I have the system that came with the 1.8S Special Edition model and when I play the song "Lying from you" by Linkin Park at the beginning of the song when they drop the bass really hard I cant hear it anymore...I used to hear it but not anymore...is it possible I blew something with the equipped system? I've already maxed out the bass to 5 and I'm the type of guy who likes to roll down the windows in florida when its hot and blast music so is it possible I blew some of the stock system and if not how do I test it?


----------



## Pharrari (Feb 7, 2005)

http://www.emp3world.com/to_download.php?id=94561 

im not sure if ull be able to hear it with your computer speakers but those of you who have a good system knows what im talkin about....they drop the base real hard then it goes into the song right around 05 seconds into the song its supposed to drop it but I dont hear it in my car anymore


----------



## CALIGULA (Jun 12, 2005)

What type of stock system is it becuse also depending on the music format your system may not be in tune to play certain lows.


----------



## Biscuit (Mar 5, 2005)

Its the RF system.
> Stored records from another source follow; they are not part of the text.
//! Collaborators consumed by the scoring service
//!
//! - [`HistoryGateway`]: buyer's last order and monthly average payment
//! - [`ResultSink`]: destination of finished scorecards
//!
//! Transport, timeouts and retries belong to the implementations; the
//! scoring service only sees success or a typed failure.

use crate::types::{AveragePayment, LastOrder, ScoreCard};
use async_trait::async_trait;
use chrono::{DateTime, Utc};
use thiserror::Error;

/// History lookup failure
#[derive(Debug, Error)]
pub enum GatewayError {
    /// No history recorded for the buyer
    #[error("Not found: {0}")]
    NotFound(String),

    /// Remote call failed
    #[error("Transport error: {0}")]
    Transport(String),

    /// Remote answered with data that cannot be used
    #[error("Invalid response: {0}")]
    InvalidResponse(String),
}

/// Scorecard delivery failure
#[derive(Debug, Error)]
pub enum SinkError {
    /// Scorecard could not be encoded
    #[error("Serialization error: {0}")]
    Serialization(#[from] serde_json::Error),

    /// Delivery failed
    #[error("Transport error: {0}")]
    Transport(String),
}

/// Source of a buyer's transaction history
#[async_trait]
pub trait HistoryGateway: Send + Sync {
    /// Buyer's most recent prior order
    async fn last_order(&self, buyer_document: &str) -> Result<LastOrder, GatewayError>;

    /// Buyer's average payment for the period containing `reference_time`
    async fn average_transactions(
        &self,
        buyer_document: &str,
        reference_time: DateTime<Utc>,
    ) -> Result<AveragePayment, GatewayError>;
}

/// Destination of finished scorecards
#[async_trait]
pub trait ResultSink: Send + Sync {
    /// Persist or publish a scorecard
    async fn store(&self, card: &ScoreCard) -> Result<(), SinkError>;
}
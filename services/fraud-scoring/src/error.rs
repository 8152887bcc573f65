use thiserror::Error;

#[derive(Error, Debug)]
pub enum ServiceError {
    #[error("Configuration error: {0}")]
    Config(#[from] config::ConfigError),

    #[error("Message bus error: {0}")]
    Bus(#[from] message_bus::Error),

    #[error("Scoring error: {0}")]
    Scoring(#[from] scoring_core::Error),

    #[error("gRPC error: {0}")]
    Grpc(String),

    #[error("I/O error: {0}")]
    Io(#[from] std::io::Error),
}

pub type Result<T> = std::result::Result<T, ServiceError>;
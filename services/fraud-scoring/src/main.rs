use actix_web::{middleware, web, App, HttpServer};
use dotenv::dotenv;
use fraud_scoring::{
    config::Config, handlers, CheckoutReceiver, GrpcHistoryGateway, NatsScoreCardSink,
};
use message_bus::{NatsClient, Publisher, Subscriber};
use scoring_core::{ScoringService, TransactionValidator};
use std::sync::Arc;
use tokio_util::sync::CancellationToken;
use tracing::{error, info};
use tracing_subscriber::EnvFilter;

const DEFAULT_LOG_FILTER: &str = "fraud_scoring=info,scoring_core=info,message_bus=info";

#[actix_web::main]
async fn main() -> anyhow::Result<()> {
    dotenv().ok();

    tracing_subscriber::fmt()
        .json()
        .with_env_filter(
            EnvFilter::try_from_default_env().unwrap_or_else(|_| EnvFilter::new(DEFAULT_LOG_FILTER)),
        )
        .init();

    info!("Starting Fraud Scoring...");

    // Load configuration
    let config = Config::from_env()?;
    info!(
        nats_url = %config.nats.url,
        history = %config.history.endpoint,
        enforce_validation = config.validation.enforce,
        "Configuration loaded"
    );

    let validator = TransactionValidator::new(config.validation.clone())?;

    // Connect to NATS
    let nats = Arc::new(NatsClient::connect(&config.nats.client_config()).await?);
    if config.nats.use_jetstream {
        nats.get_or_create_stream(
            &config.nats.outbound_stream,
            vec![config.nats.outbound_subject.clone()],
        )
        .await?;
    }

    // Outbound scorecards
    let publisher = Arc::new(Publisher::new(nats.clone(), config.nats.publisher_config()));
    let sink = Arc::new(NatsScoreCardSink::new(publisher, config.nats.outbound_subject.clone()));

    // Buyer history
    let history = Arc::new(GrpcHistoryGateway::connect(&config.history)?);

    let service = Arc::new(ScoringService::new(history, sink, validator));
    let receiver = Arc::new(CheckoutReceiver::new(service));

    // Inbound checkout events
    let cancel = CancellationToken::new();
    let subscriber = Subscriber::new(nats.clone(), config.nats.subscriber_config());
    let consumer_cancel = cancel.clone();
    let mut consumer =
        actix_web::rt::spawn(async move { subscriber.run(receiver, consumer_cancel).await });

    let health = web::Data::new(handlers::HealthState::new(nats.clone()));
    let server = HttpServer::new(move || {
        App::new()
            .app_data(health.clone())
            .wrap(middleware::Logger::default())
            .configure(handlers::configure_routes)
    })
    .workers(config.server.workers)
    .bind((config.server.host.clone(), config.server.port))?
    .run();

    info!(
        "HTTP server listening on {}:{}",
        config.server.host, config.server.port
    );

    let handle = server.handle();
    let mut server = actix_web::rt::spawn(server);

    // Whichever side stops first takes the other one down
    let consumer_result = tokio::select! {
        _ = &mut server => {
            info!("HTTP server stopped, draining consumer");
            cancel.cancel();
            consumer.await
        }
        result = &mut consumer => {
            error!("Consumer stopped, shutting down HTTP server");
            handle.stop(true).await;
            let _ = server.await;
            result
        }
    };

    match consumer_result {
        Ok(Ok(())) => {
            info!("Fraud Scoring stopped");
            Ok(())
        }
        Ok(Err(e)) => {
            error!(error = %e, "Consumer failed");
            Err(e.into())
        }
        Err(e) => {
            error!(error = %e, "Consumer task panicked");
            Err(e.into())
        }
    }
}
//! Transaction validation
//!
//! Every check runs on every transaction and each violation is reported;
//! the caller decides whether a failed result aborts scoring.

use crate::types::Transaction;
use crate::{Error, Result};
use chrono::{DateTime, Duration, Utc};
use regex::Regex;
use rust_decimal::Decimal;
use serde::{Deserialize, Serialize};
use std::str::FromStr;

/// Validation configuration
#[derive(Debug, Clone, Serialize, Deserialize)]
pub struct ValidationConfig {
    /// Smallest accepted amount (inclusive)
    pub min_amount: Decimal,

    /// Largest accepted amount (inclusive)
    pub max_amount: Decimal,

    /// Accepted ISO currency codes
    pub supported_currencies: Vec<String>,

    /// Accepted payment statuses
    pub valid_statuses: Vec<String>,

    /// Regex the buyer document must match
    pub document_pattern: String,

    /// Minimum buyer name length in characters
    pub min_buyer_name_len: usize,

    /// Minimum seller id length in characters
    pub min_seller_id_len: usize,

    /// Oldest accepted checkout, in seconds
    pub max_age_secs: i64,

    /// Accepted clock skew for checkouts in the future, in seconds
    pub clock_skew_secs: i64,

    /// Abort the assessment on violations (otherwise only log them)
    #[serde(default = "default_enforce")]
    pub enforce: bool,
}

fn default_enforce() -> bool {
    true
}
Dont expect much from it. I have also played LP in my SE but I havent really noticed how low it gets on lying from you. I cant even hear that woofer "woof" going down the road.


----------



## jpap2369 (Jun 22, 2005)

i don't know how you even heard the bass before if you're running a stock system. when i had those stockers in my sentra they had absolutely no bass response. well anyway, you can usually tell is a speaker is blown if it bottoms out constently or if it makes a weird smell. most people can tell this smell, it's just the overworked speaker smell. i think you shouldn't even worry if you blew the speakers and buy new ones anyway. they will actully have bass response and they vocals are alot clearer because of the actual tweeter on aftermarket speakers (stock speakers just have a puffed out piece of plastic material they call a "tweeter"). i'm running pioneers in my system and it made a huge improvment from the stockers. also, if you're looking for bass response, just invest in some subs. you don't need high end ones. just buy some cheaper 10's. they'll giver you better bass then door speakers.


----------



## allenstafford (Jun 25, 2005)

*I have the same issue.*

I have a special also it came with a 300-watt Rockford Fosgate-powered Nine speaker (seven locations), including subwoofer AM/FM/CD audio system. Mine has a mind of its own. My front speakers got out at total random and don’t get me started on the sub. I am going to have it checked out this week. The sound I get out of my system when it isn’t being an ass is right nice.


----------